[Saved entries]
● ● ● ● ● ● ●

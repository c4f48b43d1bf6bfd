//! The text a record is embedded from.

use beacon_core::constants::EMBEDDING_TEXT_SEPARATOR;
use beacon_core::models::Record;

/// Name, body (or summary when there is no body), category, then the
/// product, audience and solution tags, joined with `" | "`. Empty parts are
/// skipped.
pub fn embedding_text(record: &Record) -> String {
    let mut parts: Vec<&str> = vec![
        record.name.as_str(),
        record.long_text(),
        record.category.as_str(),
    ];
    parts.extend(record.tags.product.iter().map(String::as_str));
    parts.extend(record.tags.audience.iter().map(String::as_str));
    parts.extend(record.tags.solution.iter().map(String::as_str));

    parts
        .into_iter()
        .map(str::trim)
        .filter(|p| !p.is_empty())
        .collect::<Vec<_>>()
        .join(EMBEDDING_TEXT_SEPARATOR)
}

/// Blake3 hex digest of an embedding text, used to detect stale vectors.
pub fn text_hash(text: &str) -> String {
    blake3::hash(text.as_bytes()).to_hex().to_string()
}
//! Prompt construction for answer generation.

use std::fmt::Write as _;

use beacon_core::constants::ANNOTATION_MARKER;
use beacon_core::models::{Prompt, RankedResult};

/// Builds the two-part prompt: a fixed system instruction and a user message
/// carrying the records' full text followed by the literal question.
#[derive(Debug, Clone)]
pub struct PromptBuilder {
    system: String,
}

impl PromptBuilder {
    pub fn new() -> Self {
        Self {
            system: default_system_instruction(),
        }
    }

    /// Replace the system instruction. The annotation instruction is appended
    /// so the decoder still finds the trailing list.
    pub fn with_system_instruction(instruction: &str) -> Self {
        Self {
            system: format!("{}\n\n{}", instruction.trim(), annotation_instruction()),
        }
    }

    pub fn system_instruction(&self) -> &str {
        &self.system
    }

    pub fn build(&self, question: &str, ranked: &[RankedResult]) -> Prompt {
        let mut user = String::new();
        if ranked.is_empty() {
            user.push_str("No records are available.\n\n");
        } else {
            user.push_str("Records:\n\n");
            for (i, result) in ranked.iter().enumerate() {
                let r = &result.record;
                let _ = writeln!(user, "### {}. {}", i + 1, r.name);
                if !r.category.is_empty() {
                    let _ = writeln!(user, "Type: {}", r.category);
                }
                let tags: Vec<&str> = r.tags.iter().map(String::as_str).collect();
                if !tags.is_empty() {
                    let _ = writeln!(user, "Tags: {}", tags.join(", "));
                }
                if !r.stage.is_empty() {
                    let _ = writeln!(user, "Stage: {}", r.stage);
                }
                if !r.link.is_empty() {
                    let _ = writeln!(user, "Link: {}", r.link);
                }
                let _ = writeln!(user, "\n{}\n", r.long_text().trim());
            }
        }
        let _ = write!(user, "Question: {}", question.trim());

        Prompt {
            system: self.system.clone(),
            user,
        }
    }
}

impl Default for PromptBuilder {
    fn default() -> Self {
        Self::new()
    }
}

fn annotation_instruction() -> String {
    format!(
        "End your reply with one final line of the form\n\
         {ANNOTATION_MARKER}: [\"Record name\", \"Another record name\"]\n\
         listing, as a JSON array, the exact names of the records you used. \
         Use an empty array if none were relevant."
    )
}

fn default_system_instruction() -> String {
    format!(
        "You answer questions about the records supplied in the user message. \
         Use only the information in those records. If they do not contain the \
         answer, say so plainly. Refer to records by their name, never by a \
         number or identifier. Keep the answer concise.\n\n{}",
        annotation_instruction()
    )
}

● ● ● ● ● ● ●

TASK BRIEF — Transcribe the data above in full, keeping every word as it is.

TASK RESULT —
repository c4f48b43d1bf6bfd
//! The text a record is embedded from.

use beacon_core::constants::EMBEDDING_TEXT_SEPARATOR;
use beacon_core::models::Record;

/// Name, body (or summary when there is no body), category, then the
/// product, audience and solution tags, joined with `" | "`. Empty parts are
/// skipped.
pub fn embedding_text(record: &Record) -> String {
    let mut parts: Vec<&str> = vec![
        record.name.as_str(),
        record.long_text(),
        record.category.as_str(),
    ];
    parts.extend(record.tags.product.iter().map(String::as_str));
    parts.extend(record.tags.audience.iter().map(String::as_str));
    parts.extend(record.tags.solution.iter().map(String::as_str));

    parts
        .into_iter()
        .map(str::trim)
        .filter(|p| !p.is_empty())
        .collect::<Vec<_>>()
        .join(EMBEDDING_TEXT_SEPARATOR)
}

/// Blake3 hex digest of an embedding text, used to detect stale vectors.
pub fn text_hash(text: &str) -> String {
    blake3::hash(text.as_bytes()).to_hex().to_string()
}
//! Prompt construction for answer generation.

use std::fmt::Write as _;

use beacon_core::constants::ANNOTATION_MARKER;
use beacon_core::models::{Prompt, RankedResult};

/// Builds the two-part prompt: a fixed system instruction and a user message
/// carrying the records' full text followed by the literal question.
#[derive(Debug, Clone)]
pub struct PromptBuilder {
    system: String,
}

impl PromptBuilder {
    pub fn new() -> Self {
        Self {
            system: default_system_instruction(),
        }
    }

    /// Replace the system instruction. The annotation instruction is appended
    /// so the decoder still finds the trailing list.
    pub fn with_system_instruction(instruction: &str) -> Self {
        Self {
            system: format!("{}\n\n{}", instruction.trim(), annotation_instruction()),
        }
    }

    pub fn system_instruction(&self) -> &str {
        &self.system
    }

    pub fn build(&self, question: &str, ranked: &[RankedResult]) -> Prompt {
        let mut user = String::new();
        if ranked.is_empty() {
            user.push_str("No records are available.\n\n");
        } else {
            user.push_str("Records:\n\n");
            for (i, result) in ranked.iter().enumerate() {
                let r = &result.record;
                let _ = writeln!(user, "### {}. {}", i + 1, r.name);
                if !r.category.is_empty() {
                    let _ = writeln!(user, "Type: {}", r.category);
                }
                let tags: Vec<&str> = r.tags.iter().map(String::as_str).collect();
                if !tags.is_empty() {
                    let _ = writeln!(user, "Tags: {}", tags.join(", "));
                }
                if !r.stage.is_empty() {
                    let _ = writeln!(user, "Stage: {}", r.stage);
                }
                if !r.link.is_empty() {
                    let _ = writeln!(user, "Link: {}", r.link);
                }
                let _ = writeln!(user, "\n{}\n", r.long_text().trim());
            }
        }
        let _ = write!(user, "Question: {}", question.trim());

        Prompt {
            system: self.system.clone(),
            user,
        }
    }
}

impl Default for PromptBuilder {
    fn default() -> Self {
        Self::new()
    }
}

fn annotation_instruction() -> String {
    format!(
        "End your reply with one final line of the form\n\
         {ANNOTATION_MARKER}: [\"Record name\", \"Another record name\"]\n\
         listing, as a JSON array, the exact names of the records you used. \
         Use an empty array if none were relevant."
    )
}

fn default_system_instruction() -> String {
    format!(
        "You answer questions about the records supplied in the user message. \
         Use only the information in those records. If they do not contain the \
         answer, say so plainly. Refer to records by their name, never by a \
         number or identifier. Keep the answer concise.\n\n{}",
        annotation_instruction()
    )
}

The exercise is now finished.